Published online 2010 November 4. doi:  10.1093/nar/gkq1022
PMCID: PMC3013650

ASD: a comprehensive database of allosteric proteins and modulators


Allostery is the most direct, rapid and efficient way of regulating protein function, ranging from the control of metabolic mechanisms to signal-transduction pathways. However, an enormous amount of unsystematic allostery information has deterred scientists who could benefit from this field. Here, we present the AlloSteric Database (ASD), the first online database that provides a central resource for the display, search and analysis of structure, function and related annotation for allosteric molecules. Currently, ASD contains 336 allosteric proteins from 101 species and 8095 modulators in three categories (activators, inhibitors and regulators). Proteins are annotated with a detailed description of allostery, biological process and related diseases, and modulators with binding affinity, physicochemical properties and therapeutic area. Integrating the information of allosteric proteins in ASD should allow for the identification of specific allosteric sites of a given subtype among proteins of the same family that can potentially serve as ideal targets for experimental validation. In addition, modulators curated in ASD can be used to investigate potent allosteric targets for the query compound, and also help chemists to implement structure modifications for novel allosteric drug design. Therefore, ASD could be a platform and a starting point for biologists and medicinal chemists for furthering allosteric research. ASD is freely available at


Allostery, namely allosteric regulation, describes the regulation of protein function, structure and/or flexibility induced by the binding of a ligand at a site topographically distinct from the orthosteric site (1). Such site is then defined as an allosteric site. With growing collection of genome sequences and gene expression profiles, increasing attention has been focused on protein function and regulation in the post-genomic era (2). Allostery is the most direct, rapid and efficient way to regulate protein function, ranging from the control of metabolic mechanisms to signal-transduction pathways (3). Allosteric behaviors are mostly found by the specific binding of metal ions or molecules, which can alter cellular responses in order to maintain homeostasis (1). Dysregulations of allosteric systems are significantly associated with human diseases, such as Alzheimer’s disease, inflammation and diabetes (4–6).

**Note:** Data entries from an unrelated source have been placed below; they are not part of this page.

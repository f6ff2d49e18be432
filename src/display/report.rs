//! Report formatting utilities for terminal output
//!
//! Renders the summary views: totals, budget usage, monthly series and the
//! category breakdown.

use crate::models::Money;
use crate::reports::{BudgetUsage, MonthlyPoint, Summary};

const REPORT_WIDTH: usize = 50;
const BAR_WIDTH: usize = 20;

/// Format a percentage with appropriate precision
pub fn format_percentage(pct: f64) -> String {
    if pct < 0.1 && pct > 0.0 {
        format!("{:.2}%", pct)
    } else if pct < 10.0 {
        format!("{:.1}%", pct)
    } else {
        format!("{:.0}%", pct)
    }
}

/// Create a simple bar chart representation
pub fn format_bar(value: f64, max_value: f64, width: usize) -> String {
    if max_value <= 0.0 || value <= 0.0 {
        return " ".repeat(width);
    }

    let filled = ((value / max_value) * width as f64).round() as usize;
    let filled = filled.min(width);

    format!("{}{}", "█".repeat(filled), "░".repeat(width - filled))
}

/// Format a separator line
pub fn separator(width: usize) -> String {
    "─".repeat(width)
}

/// Truncate a string to a maximum number of characters with ellipsis
pub fn truncate(s: &str, max_len: usize) -> String {
    if s.chars().count() <= max_len {
        s.to_string()
    } else if max_len <= 3 {
        ".".repeat(max_len)
    } else {
        let head: String = s.chars().take(max_len - 3).collect();
        format!("{}...", head)
    }
}

/// Headline figures: balance, income and expenses
pub fn format_totals(summary: &Summary, symbol: &str) -> String {
    let totals = &summary.totals;
    let mut output = String::new();

    output.push_str(&format!(
        "{:<16}{:>16}\n",
        "Balance:",
        totals.balance.format_with_symbol(symbol)
    ));
    output.push_str(&format!(
        "{:<16}{:>16}  ({} transactions)\n",
        "Total income:",
        totals.income.format_with_symbol(symbol),
        summary.income_count
    ));
    output.push_str(&format!(
        "{:<16}{:>16}  ({} transactions)\n",
        "Total expenses:",
        totals.expenses.format_with_symbol(symbol),
        summary.expense_count
    ));

    output
}

/// Budget, spent, remaining and a usage bar
pub fn format_budget_usage(usage: &BudgetUsage, symbol: &str) -> String {
    let mut output = String::new();

    output.push_str(&format!(
        "{:<16}{:>16}\n",
        "Monthly budget:",
        usage.budget.format_with_symbol(symbol)
    ));
    output.push_str(&format!(
        "{:<16}{:>16}\n",
        "Spent:",
        usage.spent.format_with_symbol(symbol)
    ));
    output.push_str(&format!(
        "{:<16}{:>16}\n",
        "Remaining:",
        usage.remaining.format_with_symbol(symbol)
    ));

    if let Some(pct) = usage.percent_used() {
        output.push_str(&format!(
            "{} {}\n",
            format_bar(pct.min(100.0), 100.0, BAR_WIDTH),
            format_percentage(pct)
        ));
    }
    if usage.is_over_budget() {
        output.push_str("Over budget!\n");
    }

    output
}

/// Income and expenses per month, oldest first
pub fn format_monthly_report(series: &[MonthlyPoint], symbol: &str) -> String {
    if series.is_empty() {
        return "No transactions to report.\n".to_string();
    }

    let mut output = String::new();
    output.push_str(&format!(
        "{:<10} {:>14} {:>14} {:>14}\n",
        "Month", "Income", "Expenses", "Net"
    ));
    output.push_str(&separator(REPORT_WIDTH + 5));
    output.push('\n');

    for point in series {
        output.push_str(&format!(
            "{:<10} {:>14} {:>14} {:>14}\n",
            point.month.label(),
            point.income.format_with_symbol(symbol),
            point.expenses.format_with_symbol(symbol),
            (point.income - point.expenses).format_with_symbol(symbol)
        ));
    }

    output
}

/// Expense totals per category with share bars, largest first
pub fn format_category_report<'a, I>(categories: I, symbol: &str) -> String
where
    I: IntoIterator<Item = (&'a String, &'a Money)>,
{
    let mut rows: Vec<(&String, &Money)> = categories.into_iter().collect();
    if rows.is_empty() {
        return "No expenses to report.\n".to_string();
    }
    rows.sort_by(|a, b| b.1.cmp(a.1).then_with(|| a.0.cmp(b.0)));

    let total: Money = rows.iter().map(|(_, amount)| **amount).sum();
    let max = rows[0].1.to_units_f64();

    let mut output = String::new();
    output.push_str(&format!(
        "{:<16} {:>12} {:>7}\n",
        "Category", "Amount", "Share"
    ));
    output.push_str(&separator(REPORT_WIDTH));
    output.push('\n');

    for (category, amount) in rows {
        let share = if total.is_positive() {
            amount.cents() as f64 / total.cents() as f64 * 100.0
        } else {
            0.0
        };
        output.push_str(&format!(
            "{:<16} {:>12} {:>7} {}\n",
            truncate(category, 16),
            amount.format_with_symbol(symbol),
            format_percentage(share),
            format_bar(amount.to_units_f64(), max, BAR_WIDTH / 2)
        ));
    }

    output.push_str(&separator(REPORT_WIDTH));
    output.push('\n');
    output.push_str(&format!(
        "{:<16} {:>12}\n",
        "Total",
        total.format_with_symbol(symbol)
    ));

    output
}
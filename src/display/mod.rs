//! Display formatting for terminal output
//!
//! Provides utilities for formatting ledger data for terminal display.

pub mod report;
pub mod transaction;

pub use report::{
    format_budget_usage, format_category_report, format_monthly_report, format_totals,
};
pub use transaction::{
    format_transaction_details, format_transaction_register, format_transaction_row,
};
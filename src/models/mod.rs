//! Core data models for the finance ledger
//!
//! This module contains the data structures of the ledger domain:
//! transactions, their drafts, the category vocabulary and the ledger root.

pub mod category;
pub mod ids;
pub mod ledger;
pub mod money;
pub mod transaction;

pub use category::{categories_for, default_category, is_known_category};
pub use ids::TransactionId;
pub use ledger::{Ledger, LedgerValidationError, DEFAULT_MONTHLY_BUDGET};
pub use money::{Money, MoneyParseError};
pub use transaction::{Transaction, TransactionDraft, TransactionType, TransactionValidationError};
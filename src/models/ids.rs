//! Strongly-typed transaction identifier
//!
//! Ids are random v4 UUIDs. Older ledger files used integer millisecond
//! timestamps as ids; those deserialize to a deterministic v5 UUID so the
//! same file always imports with the same ids.

use serde::de::{self, Visitor};
use serde::{Deserialize, Deserializer, Serialize, Serializer};
use std::fmt;
use std::str::FromStr;
use uuid::Uuid;

/// Prefix used by the short display form
pub const DISPLAY_PREFIX: &str = "txn-";

/// Unique identifier of a transaction within a ledger
#[derive(Debug, Clone, Copy, PartialEq, Eq, PartialOrd, Ord, Hash)]
pub struct TransactionId(Uuid);

impl TransactionId {
    /// Create a new random ID
    pub fn new() -> Self {
        Self(Uuid::new_v4())
    }

    /// Map a legacy integer id onto a stable UUID
    pub fn from_legacy(id: u64) -> Self {
        Self(Uuid::new_v5(&Uuid::NAMESPACE_OID, id.to_string().as_bytes()))
    }

    /// Get the underlying UUID
    pub fn as_uuid(&self) -> &Uuid {
        &self.0
    }

    /// The eight hex characters shown in the display form
    pub fn short(&self) -> String {
        self.0.simple().to_string()[..8].to_string()
    }

    /// Check whether a user-supplied short reference ("txn-1a2b3c4d",
    /// "1a2b", ...) points at this id
    pub fn matches_prefix(&self, reference: &str) -> bool {
        let reference = reference.trim();
        let reference = reference.strip_prefix(DISPLAY_PREFIX).unwrap_or(reference);
        !reference.is_empty()
            && self
                .0
                .simple()
                .to_string()
                .starts_with(&reference.to_ascii_lowercase())
    }
}

impl Default for TransactionId {
    fn default() -> Self {
        Self::new()
    }
}

impl fmt::Display for TransactionId {
    fn fmt(&self, f: &mut fmt::Formatter<'_>) -> fmt::Result {
        write!(f, "{}{}", DISPLAY_PREFIX, self.short())
    }
}

impl From<Uuid> for TransactionId {
    fn from(uuid: Uuid) -> Self {
        Self(uuid)
    }
}

impl FromStr for TransactionId {
    type Err = uuid::Error;

    /// Parse a full UUID, with or without the display prefix
    fn from_str(s: &str) -> Result<Self, Self::Err> {
        let s = s.trim();
        let s = s.strip_prefix(DISPLAY_PREFIX).unwrap_or(s);
        Ok(Self(Uuid::parse_str(s)?))
    }
}

impl Serialize for TransactionId {
    fn serialize<S: Serializer>(&self, serializer: S) -> Result<S::Ok, S::Error> {
        serializer.collect_str(&self.0)
    }
}

struct TransactionIdVisitor;

impl<'de> Visitor<'de> for TransactionIdVisitor {
    type Value = TransactionId;

    fn expecting(&self, f: &mut fmt::Formatter<'_>) -> fmt::Result {
        f.write_str("a UUID string or a non-negative integer id")
    }

    fn visit_u64<E: de::Error>(self, v: u64) -> Result<TransactionId, E> {
        Ok(TransactionId::from_legacy(v))
    }

    fn visit_i64<E: de::Error>(self, v: i64) -> Result<TransactionId, E> {
        u64::try_from(v)
            .map(TransactionId::from_legacy)
            .map_err(|_| E::custom(format!("negative transaction id: {}", v)))
    }

    fn visit_f64<E: de::Error>(self, v: f64) -> Result<TransactionId, E> {
        if v.is_finite() && v >= 0.0 && v.fract() == 0.0 && v < u64::MAX as f64 {
            Ok(TransactionId::from_legacy(v as u64))
        } else {
            Err(E::custom(format!("invalid transaction id: {}", v)))
        }
    }

    fn visit_str<E: de::Error>(self, v: &str) -> Result<TransactionId, E> {
        if let Ok(uuid) = Uuid::parse_str(v) {
            return Ok(TransactionId(uuid));
        }
        v.parse::<u64>()
            .map(TransactionId::from_legacy)
            .map_err(|_| E::custom(format!("invalid transaction id: {}", v)))
    }
}

impl<'de> Deserialize<'de> for TransactionId {
    fn deserialize<D: Deserializer<'de>>(deserializer: D) -> Result<Self, D::Error> {
        deserializer.deserialize_any(TransactionIdVisitor)
    }
}

#[cfg(test)]
mod tests {
    use super::*;

    #[test]
    fn test_id_creation() {
        let id = TransactionId::new();
        assert!(!id.as_uuid().is_nil());
        assert_ne!(id, TransactionId::new());
    }

    #[test]
    fn test_id_display() {
        let id = TransactionId::new();
        let display = format!("{}", id);
        assert!(display.starts_with("txn-"));
        assert_eq!(display.len(), 12);
    }

    #[test]
    fn test_id_serialization() {
        let id = TransactionId::new();
        let json = serde_json::to_string(&id).unwrap();
        assert_eq!(json, format!("\"{}\"", id.as_uuid()));

        let deserialized: TransactionId = serde_json::from_str(&json).unwrap();
        assert_eq!(id, deserialized);
    }

    #[test]
    fn test_legacy_integer_ids() {
        let a: TransactionId = serde_json::from_str("1704412800000").unwrap();
        let b: TransactionId = serde_json::from_str("1704412800000").unwrap();
        let c: TransactionId = serde_json::from_str("\"1704412800000\"").unwrap();
        let d: TransactionId = serde_json::from_str("1704412800001").unwrap();

        assert_eq!(a, b);
        assert_eq!(a, c);
        assert_ne!(a, d);
        assert!(serde_json::from_str::<TransactionId>("-4").is_err());
        assert!(serde_json::from_str::<TransactionId>("\"nope\"").is_err());
    }

    #[test]
    fn test_parse_and_prefix_match() {
        let uuid_str = "550e8400-e29b-41d4-a716-446655440000";
        let id: TransactionId = uuid_str.parse().unwrap();
        assert_eq!(id.as_uuid().to_string(), uuid_str);
        assert_eq!(id.to_string(), "txn-550e8400");

        assert!(id.matches_prefix("txn-550e8400"));
        assert!(id.matches_prefix("550E84"));
        assert!(!id.matches_prefix("txn-"));
        assert!(!id.matches_prefix("660e"));
    }
}
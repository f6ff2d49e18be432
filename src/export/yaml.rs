//! YAML Export functionality
//!
//! Writes the same document as the JSON export in a human-readable form.

use std::io::Write;

use crate::error::{LedgerError, LedgerResult};
use crate::export::json::ExportDocument;
use crate::models::Ledger;

/// Export the ledger to YAML format
pub fn export_yaml<W: Write>(ledger: &Ledger, writer: &mut W) -> LedgerResult<()> {
    let document = ExportDocument::from_ledger(ledger);

    let generated = chrono::Local::now().format("%Y-%m-%d %H:%M");
    write!(writer, "# Finance ledger export\n# Generated: {}\n\n", generated)
        .map_err(|e| LedgerError::Export(e.to_string()))?;

    serde_yaml::to_writer(writer, &document).map_err(|e| LedgerError::Export(e.to_string()))?;

    Ok(())
}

The first cooperativity regulation was observed from the sigmoidal-binding curve of hemoglobin to O2 in 1903 and published in 1910 (7). The remarkable phenomenon has aroused widespread concerns and led to the appearance of the concept of ‘allosteric’ by Jacob and Monod (8,9). Allosteric enzymes were first summarized in the book of Kurganov in 1978 (10), which collected a large amount of experimental information and became a major allosteric reference source. The allosteric family has now expanded from multimeric proteins to monomeric proteins as well as from native proteins to engineered proteins (11–13). Intrinsically, the allosteric effect in a protein transmits conformation change from the allosteric site to the orthosteric site via atom fluctuations, amino acid residue networking or domain motion according to the distance between the sites, eventually leading to the switch of functions between two or more conformational states. A persistent conformation fixed by external factors is able to function sustainably in the state (1).

A common factor for allosteric regulation derives from the binding of metal ions and small molecules to the allosteric sites as allosteric modulators, including activator/agonist, inhibitor/antagonist and other effector types (see below) (1). Chemical allosteric modulators boasts several advantages over orthosteric ligands as potential therapeutic agents due to their quiescence in the absence of endogenous-orthosteric activity, greater selectivity as a result of higher sequence divergence in allosteric site and limited positive or negative cooperation imposing a ‘ceiling’ on the magnitude of their allosteric effect (14). In recent years, remarkable progress has been made in the discovery, optimization and clinical development of allosteric drugs of kinases, GPCRs and ion channels by the pharmaceutical industry; for example, the development of Gleevec (allosteric inhibitor of Abl) (15), Cinacalcet (allosteric activator of calcium sensing receptor) (14) and Maraviroc (allosteric inhibitor of chemokine receptor 5) (14) promises exciting therapeutic prospects with fine regulation and fewer off target side effects.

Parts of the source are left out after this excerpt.